The infirmity begins in the bone marrow, where the formation of new blood cells takes place.
According to Cleveland Clinic, In a patient living with leukemia, multiple white blood cells that are formed in the bone marrow usually do not mature. So those abnormal cells are described as cancerous, called leukemia cells. These cells are incapable of fighting an infection that the healthy white blood cells can defeat. Also, the abnormal cells will hinder the production of healthy blood cells.
What gender is most affected by leukemia?
Leukemia usually occurs more apparent in men than in women moreover in older people as against adults. In children, often, it happens before age 10. However, kids leukemia is a rare condition.

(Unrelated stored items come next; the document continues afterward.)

use crate::prelude::{Candidate, Epoch};

/// Any measurement provider should implement [ObservationSource]
/// to feed the epoch processor.
pub trait ObservationSource {
    /// Sampling [Epoch]s available for this site, within `[begin, end]`,
    /// in chronological order.
    fn epochs(&self, site: &str, begin: Epoch, end: Epoch) -> Vec<Epoch>;

    /// Ordered list of [Candidate]s observed by this site at this [Epoch].
    /// May be empty.
    fn observations(&self, site: &str, epoch: Epoch) -> Vec<Candidate>;
}
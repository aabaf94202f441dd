use nalgebra::DMatrix;

use crate::prelude::Error;

/// Symmetric state covariance, resized in lockstep with the
/// [super::ParameterSet]. Row and column splicing preserves
/// every other entry.
#[derive(Debug, Clone, PartialEq)]
pub struct Covariance {
    mat: DMatrix<f64>,
}

impl Default for Covariance {
    fn default() -> Self {
        Self {
            mat: DMatrix::zeros(0, 0),
        }
    }
}

impl Covariance {
    /// Builds diagonal [Covariance] from these variances.
    pub fn from_diagonal(variances: &[f64]) -> Self {
        let n = variances.len();
        Self {
            mat: DMatrix::from_fn(n, n, |i, j| if i == j { variances[i] } else { 0.0 }),
        }
    }

    /// Dimension
    pub fn dim(&self) -> usize {
        self.mat.nrows()
    }

    /// Read access
    pub fn matrix(&self) -> &DMatrix<f64> {
        &self.mat
    }

    /// Write access, dimension must be preserved.
    pub(crate) fn matrix_mut(&mut self) -> &mut DMatrix<f64> {
        &mut self.mat
    }

    /// Appends a new row and column: off diagonal terms are null,
    /// diagonal term is this initial variance.
    pub fn grow(&mut self, variance: f64) {
        let n = self.dim();
        let mat = std::mem::replace(&mut self.mat, DMatrix::zeros(0, 0));
        let mut mat = mat.insert_row(n, 0.0).insert_column(n, 0.0);
        mat[(n, n)] = variance;
        self.mat = mat;
    }

    /// Converts this 1-based index to a matrix offset.
    fn offset(&self, index: usize) -> Result<usize, Error> {
        if index == 0 || index > self.dim() {
            Err(Error::UnknownParameter)
        } else {
            Ok(index - 1)
        }
    }

    /// Deletes row and column of this 1-based index.
    pub fn remove(&mut self, index: usize) -> Result<(), Error> {
        let i = self.offset(index)?;
        let mat = std::mem::replace(&mut self.mat, DMatrix::zeros(0, 0));
        self.mat = mat.remove_row(i).remove_column(i);
        Ok(())
    }

    /// Adds process noise to the diagonal term of this 1-based index.
    pub fn inject(&mut self, index: usize, q: f64) -> Result<(), Error> {
        let i = self.offset(index)?;
        self.mat[(i, i)] += q;
        Ok(())
    }

    /// Re-initializes this 1-based index: correlations are cancelled
    /// and the diagonal term is set to this variance.
    pub fn reset(&mut self, index: usize, variance: f64) -> Result<(), Error> {
        let i = self.offset(index)?;
        self.mat.row_mut(i).fill(0.0);
        self.mat.column_mut(i).fill(0.0);
        self.mat[(i, i)] = variance;
        Ok(())
    }

    /// Forces exact symmetry, averaging both triangles.
    pub fn symmetrize(&mut self) {
        let t = self.mat.transpose();
        self.mat = (&self.mat + t) * 0.5;
    }

    /// True when a Cholesky factorization exists.
    pub fn is_positive_definite(&self) -> bool {
        self.dim() > 0 && self.mat.clone().cholesky().is_some()
    }
}
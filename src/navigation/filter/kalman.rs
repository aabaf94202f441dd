use nalgebra::{DMatrix, DVector};

use super::Update;
use crate::prelude::Error;

/// Classical Kalman measurement update.
/// - K = Qx Aᵀ (P⁻¹ + A Qx Aᵀ)⁻¹
/// - dx = K l
/// - Qx = (I - K A) Qx (I - K A)ᵀ + K P⁻¹ Kᵀ (Joseph form)
pub(super) fn update(
    a: &DMatrix<f64>,
    p: &DMatrix<f64>,
    l: &DVector<f64>,
    qx: &DMatrix<f64>,
) -> Result<Update, Error> {
    let n = qx.nrows();

    let r = p
        .clone()
        .cholesky()
        .ok_or(Error::NonPositiveDefinite)?
        .inverse();

    let qx_at = qx * a.transpose();
    let innovation = a * &qx_at + &r;

    let innovation_inv = innovation
        .cholesky()
        .ok_or(Error::MatrixInversion)?
        .inverse();

    let k = qx_at * innovation_inv;
    let dx = &k * l;

    let i_ka = DMatrix::<f64>::identity(n, n) - &k * a;
    let qx = &i_ka * qx * i_ka.transpose() + &k * r * k.transpose();

    Ok(Update { dx, qx })
}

Leukemia is ten times more obvious in adults than in children.
What are the types of leukemia?
Leukemia’s are either acute or chronic and occurs in four types according to the change in the nature of abnormal white blood cell.
Acute lymphocytic leukemia (ALL): This type of leukemia is a critical sort of cancer; it develops extremely fast. It produces immature white blood cells making the body’s resistance to decline so pronto.
Chronic lymphocytic leukemia (CLL): This is the most common sort of leukemia that usually affects adults, above age 55. It is a sort of cancer that develops slowly little by little. This leukemia starts in the bone marrow, and it spreads into the blood gradually. Also, It can expand to other parts of the body. It is a chronic sort of leukemia, so it may take years to evolve and become critical.
Acute myelogenous leukemia (AML): This is a type of cancer with the excess production of immature myeloblasts. These immature cells will keep on mounting up in bone marrow.
Chronic myelogenous leukemia (CML): This sort of cancer develops gradually. It will produce abnormal cells that will spread throughout the blood slowly. What makes this type of cancer complex is its link to DNA, which makes it a genetic disease.
What are the symptoms of leukemia?
In several cases, leukemia often develops without causing no apparent symptoms for many years. However, when the symptoms do surface, according to The Mayo Clinic, and Health Direct, they may include:
- Anemia ((Paleness and breathlessness)
- Fever or chills (shivering)
- Persistent fatigue and tiredness
- Frequent or critical infections
- Predisposed to bruising and bleeding
- Recurrent nosebleeds
- Sudden weight loss without trying
- Swollen lymph nodes
- Swollen liver or spleen
- Tiny red spots on your skin (petechiae)
- Painful or swollen gums
- Bone pain or tenderness
- Excessive sweating, mainly at midnight
How is leukemia treated?
Leukemia is common usually treated with chemotherapy, which is the uses of chemicals drugs in an endeavor to kill the cancerous cells. Other models of treatment include targeted therapy, radiation therapy, biological therapy, and bone marrow transplants.
Nevertheless, treatments depend on the particular type of cancer the patient possesses.
How can leukemia be prevented?
There is no verified way to prevent leukemia, although it is advisable to stop smoking and avoid exposure to pesticides and other industrial chemicals.
Finally, If you mark any of those symptoms, it doesn’t suggest you have leukemia. However, it’s an excellent notion to see your doctor for a proper check-up.